Stored items from a collection:
---+---

// Copyright (C) 2026 Fred Clausen
// Use of this source code is governed by an MIT-style
// license that can be found in the LICENSE file or at
// https://opensource.org/licenses/MIT.

use super::{create_test_conference, transition, user};
use crate::{Persistence, PersistenceError};
use confreview::{Command, TransitionResult};
use confreview_audit::AuditEvent;
use confreview_domain::{Conference, ReviewingMode, TeamRole};

#[test]
fn test_persist_transition_stores_snapshot_and_event() {
    let mut persistence: Persistence = Persistence::new_in_memory().unwrap();
    let conference: Conference = create_test_conference("conf-1");
    persistence.save_conference(&conference).unwrap();

    let result: TransitionResult = transition(
        conference.clone(),
        Command::SetReviewingMode {
            mode: ReviewingMode::ContentReviewing,
        },
    );
    let event_id: i64 = persistence.persist_transition(&result).unwrap();

    let loaded: Conference = persistence.load_conference(&conference.id).unwrap();
    assert_eq!(loaded.review.mode, ReviewingMode::ContentReviewing);

    let event: AuditEvent = persistence.get_audit_event(event_id).unwrap();
    assert_eq!(event.event_id, Some(event_id));
    assert_eq!(event.conference, conference.id);
    assert_eq!(event.action.name, "SetReviewingMode");
    assert_eq!(event.actor, result.audit_event.actor);
    assert_eq!(event.before, result.audit_event.before);
    assert_eq!(event.after, result.audit_event.after);
}

#[test]
fn test_persist_transition_creates_missing_snapshot() {
    let mut persistence: Persistence = Persistence::new_in_memory().unwrap();
    let conference: Conference = create_test_conference("conf-1");

    let result: TransitionResult = transition(
        conference.clone(),
        Command::AddTeamMembers {
            role: TeamRole::Referee,
            users: vec![user("ref-1")],
        },
    );
    persistence.persist_transition(&result).unwrap();

    let loaded: Conference = persistence.load_conference(&conference.id).unwrap();
    assert!(loaded.review.referees.contains(&user("ref-1")));
}

#[test]
fn test_audit_timeline_is_scoped_and_ordered() {
    let mut persistence: Persistence = Persistence::new_in_memory().unwrap();
    let first: Conference = create_test_conference("conf-1");
    let other: Conference = create_test_conference("conf-2");

    let step_one: TransitionResult = transition(
        first.clone(),
        Command::SetReviewingMode {
            mode: ReviewingMode::LayoutReviewing,
        },
    );
    persistence.persist_transition(&step_one).unwrap();
    let step_two: TransitionResult = transition(
        step_one.new_state.conference.clone(),
        Command::SetStates {
            states: vec![String::from("Accept")],
        },
    );
    persistence.persist_transition(&step_two).unwrap();
    let unrelated: TransitionResult = transition(
        other,
        Command::SetReviewingMode {
            mode: ReviewingMode::ContentReviewing,
        },
    );
    persistence.persist_transition(&unrelated).unwrap();

    let timeline: Vec<AuditEvent> = persistence.get_audit_timeline(&first.id).unwrap();
    let names: Vec<&str> = timeline.iter().map(|e| e.action.name.as_str()).collect();
    assert_eq!(names, vec!["SetReviewingMode", "SetStates"]);
    assert!(timeline[0].event_id < timeline[1].event_id);
}

#[test]
fn test_get_missing_event_fails() {
    let mut persistence: Persistence = Persistence::new_in_memory().unwrap();

    let result: Result<AuditEvent, PersistenceError> = persistence.get_audit_event(42);

    assert_eq!(result, Err(PersistenceError::EventNotFound(42)));
}
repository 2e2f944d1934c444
// Copyright (C) 2026 Fred Clausen
// Use of this source code is governed by an MIT-style
// license that can be found in the LICENSE file or at
// https://opensource.org/licenses/MIT.

#![allow(clippy::expect_used, clippy::unwrap_used)]

mod helpers;
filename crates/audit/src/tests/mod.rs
// Copyright (C) 2026 Fred Clausen
// Use of this source code is governed by an MIT-style
// license that can be found in the LICENSE file or at
// https://opensource.org/licenses/MIT.

#![allow(clippy::unwrap_used)]
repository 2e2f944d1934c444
// Copyright (C) 2026 Fred Clausen
// Use of this source code is governed by an MIT-style
// license that can be found in the LICENSE file or at
// https://opensource.org/licenses/MIT.

//! Authentication types and services.
//!
//! Actors are asserted by the caller. Real identity providers and session
//! handling are outside this service; [`AuthenticationService`] only checks
//! that the asserted identity is well formed.

use confreview_audit::Actor;
use confreview_domain::UserId;

use crate::error::AuthError;

/// An authenticated actor.
///
/// Conference roles (manager, PRM, referee, ...) are not carried here. They
/// are looked up on the target conference for every request.
#[derive(Debug, Clone, PartialEq, Eq)]
pub struct AuthenticatedActor {
    /// The user the request acts as.
    pub id: UserId,
}

impl AuthenticatedActor {
    /// Creates a new authenticated actor.
    #[must_use]
    pub const fn new(id: UserId) -> Self {
        Self { id }
    }

    /// Converts this authenticated actor into an audit Actor.
    #[must_use]
    pub fn to_audit_actor(&self) -> Actor {
        Actor::new(self.id.to_string(), String::from("user"))
    }
}

/// Stub authentication service.
pub struct AuthenticationService;

impl AuthenticationService {
    /// Authenticates an asserted actor identifier.
    ///
    /// # Arguments
    ///
    /// * `actor_id` - The identifier supplied by the caller
    ///
    /// # Errors
    ///
    /// Returns an error if the identifier is missing or blank.
    pub fn authenticate(actor_id: Option<&str>) -> Result<AuthenticatedActor, AuthError> {
        let actor_id: &str = actor_id.ok_or_else(|| AuthError::AuthenticationFailed {
            reason: String::from("No actor supplied"),
        })?;
        let id: UserId = UserId::new(actor_id).map_err(|e| AuthError::AuthenticationFailed {
            reason: e.to_string(),
        })?;
        Ok(AuthenticatedActor::new(id))
    }
}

---+---

Problem: An exact restatement of the data is required.

Answer for this exercise:
// Copyright (C) 2026 Fred Clausen
// Use of this source code is governed by an MIT-style
// license that can be found in the LICENSE file or at
// https://opensource.org/licenses/MIT.

use super::{create_test_conference, transition, user};
use crate::{Persistence, PersistenceError};
use confreview::{Command, TransitionResult};
use confreview_audit::AuditEvent;
use confreview_domain::{Conference, ReviewingMode, TeamRole};

#[test]
fn test_persist_transition_stores_snapshot_and_event() {
    let mut persistence: Persistence = Persistence::new_in_memory().unwrap();
    let conference: Conference = create_test_conference("conf-1");
    persistence.save_conference(&conference).unwrap();

    let result: TransitionResult = transition(
        conference.clone(),
        Command::SetReviewingMode {
            mode: ReviewingMode::ContentReviewing,
        },
    );
    let event_id: i64 = persistence.persist_transition(&result).unwrap();

    let loaded: Conference = persistence.load_conference(&conference.id).unwrap();
    assert_eq!(loaded.review.mode, ReviewingMode::ContentReviewing);

    let event: AuditEvent = persistence.get_audit_event(event_id).unwrap();
    assert_eq!(event.event_id, Some(event_id));
    assert_eq!(event.conference, conference.id);
    assert_eq!(event.action.name, "SetReviewingMode");
    assert_eq!(event.actor, result.audit_event.actor);
    assert_eq!(event.before, result.audit_event.before);
    assert_eq!(event.after, result.audit_event.after);
}

#[test]
fn test_persist_transition_creates_missing_snapshot() {
    let mut persistence: Persistence = Persistence::new_in_memory().unwrap();
    let conference: Conference = create_test_conference("conf-1");

    let result: TransitionResult = transition(
        conference.clone(),
        Command::AddTeamMembers {
            role: TeamRole::Referee,
            users: vec![user("ref-1")],
        },
    );
    persistence.persist_transition(&result).unwrap();

    let loaded: Conference = persistence.load_conference(&conference.id).unwrap();
    assert!(loaded.review.referees.contains(&user("ref-1")));
}

#[test]
fn test_audit_timeline_is_scoped_and_ordered() {
    let mut persistence: Persistence = Persistence::new_in_memory().unwrap();
    let first: Conference = create_test_conference("conf-1");
    let other: Conference = create_test_conference("conf-2");

    let step_one: TransitionResult = transition(
        first.clone(),
        Command::SetReviewingMode {
            mode: ReviewingMode::LayoutReviewing,
        },
    );
    persistence.persist_transition(&step_one).unwrap();
    let step_two: TransitionResult = transition(
        step_one.new_state.conference.clone(),
        Command::SetStates {
            states: vec![String::from("Accept")],
        },
    );
    persistence.persist_transition(&step_two).unwrap();
    let unrelated: TransitionResult = transition(
        other,
        Command::SetReviewingMode {
            mode: ReviewingMode::ContentReviewing,
        },
    );
    persistence.persist_transition(&unrelated).unwrap();

    let timeline: Vec<AuditEvent> = persistence.get_audit_timeline(&first.id).unwrap();
    let names: Vec<&str> = timeline.iter().map(|e| e.action.name.as_str()).collect();
    assert_eq!(names, vec!["SetReviewingMode", "SetStates"]);
    assert!(timeline[0].event_id < timeline[1].event_id);
}

#[test]
fn test_get_missing_event_fails() {
    let mut persistence: Persistence = Persistence::new_in_memory().unwrap();

    let result: Result<AuditEvent, PersistenceError> = persistence.get_audit_event(42);

    assert_eq!(result, Err(PersistenceError::EventNotFound(42)));
}
repository 2e2f944d1934c444
// Copyright (C) 2026 Fred Clausen
// Use of this source code is governed by an MIT-style
// license that can be found in the LICENSE file or at
// https://opensource.org/licenses/MIT.

#![allow(clippy::expect_used, clippy::unwrap_used)]

mod helpers;
filename crates/audit/src/tests/mod.rs
// Copyright (C) 2026 Fred Clausen
// Use of this source code is governed by an MIT-style
// license that can be found in the LICENSE file or at
// https://opensource.org/licenses/MIT.

#![allow(clippy::unwrap_used)]
repository 2e2f944d1934c444
// Copyright (C) 2026 Fred Clausen
// Use of this source code is governed by an MIT-style
// license that can be found in the LICENSE file or at
// https://opensource.org/licenses/MIT.

//! Authentication types and services.
//!
//! Actors are asserted by the caller. Real identity providers and session
//! handling are outside this service; [`AuthenticationService`] only checks
//! that the asserted identity is well formed.

use confreview_audit::Actor;
use confreview_domain::UserId;

use crate::error::AuthError;

/// An authenticated actor.
///
/// Conference roles (manager, PRM, referee, ...) are not carried here. They
/// are looked up on the target conference for every request.
#[derive(Debug, Clone, PartialEq, Eq)]
pub struct AuthenticatedActor {
    /// The user the request acts as.
    pub id: UserId,
}

impl AuthenticatedActor {
    /// Creates a new authenticated actor.
    #[must_use]
    pub const fn new(id: UserId) -> Self {
        Self { id }
    }

    /// Converts this authenticated actor into an audit Actor.
    #[must_use]
    pub fn to_audit_actor(&self) -> Actor {
        Actor::new(self.id.to_string(), String::from("user"))
    }
}

/// Stub authentication service.
pub struct AuthenticationService;

impl AuthenticationService {
    /// Authenticates an asserted actor identifier.
    ///
    /// # Arguments
    ///
    /// * `actor_id` - The identifier supplied by the caller
    ///
    /// # Errors
    ///
    /// Returns an error if the identifier is missing or blank.
    pub fn authenticate(actor_id: Option<&str>) -> Result<AuthenticatedActor, AuthError> {
        let actor_id: &str = actor_id.ok_or_else(|| AuthError::AuthenticationFailed {
            reason: String::from("No actor supplied"),
        })?;
        let id: UserId = UserId::new(actor_id).map_err(|e| AuthError::AuthenticationFailed {
            reason: e.to_string(),
        })?;
        Ok(AuthenticatedActor::new(id))
    }
}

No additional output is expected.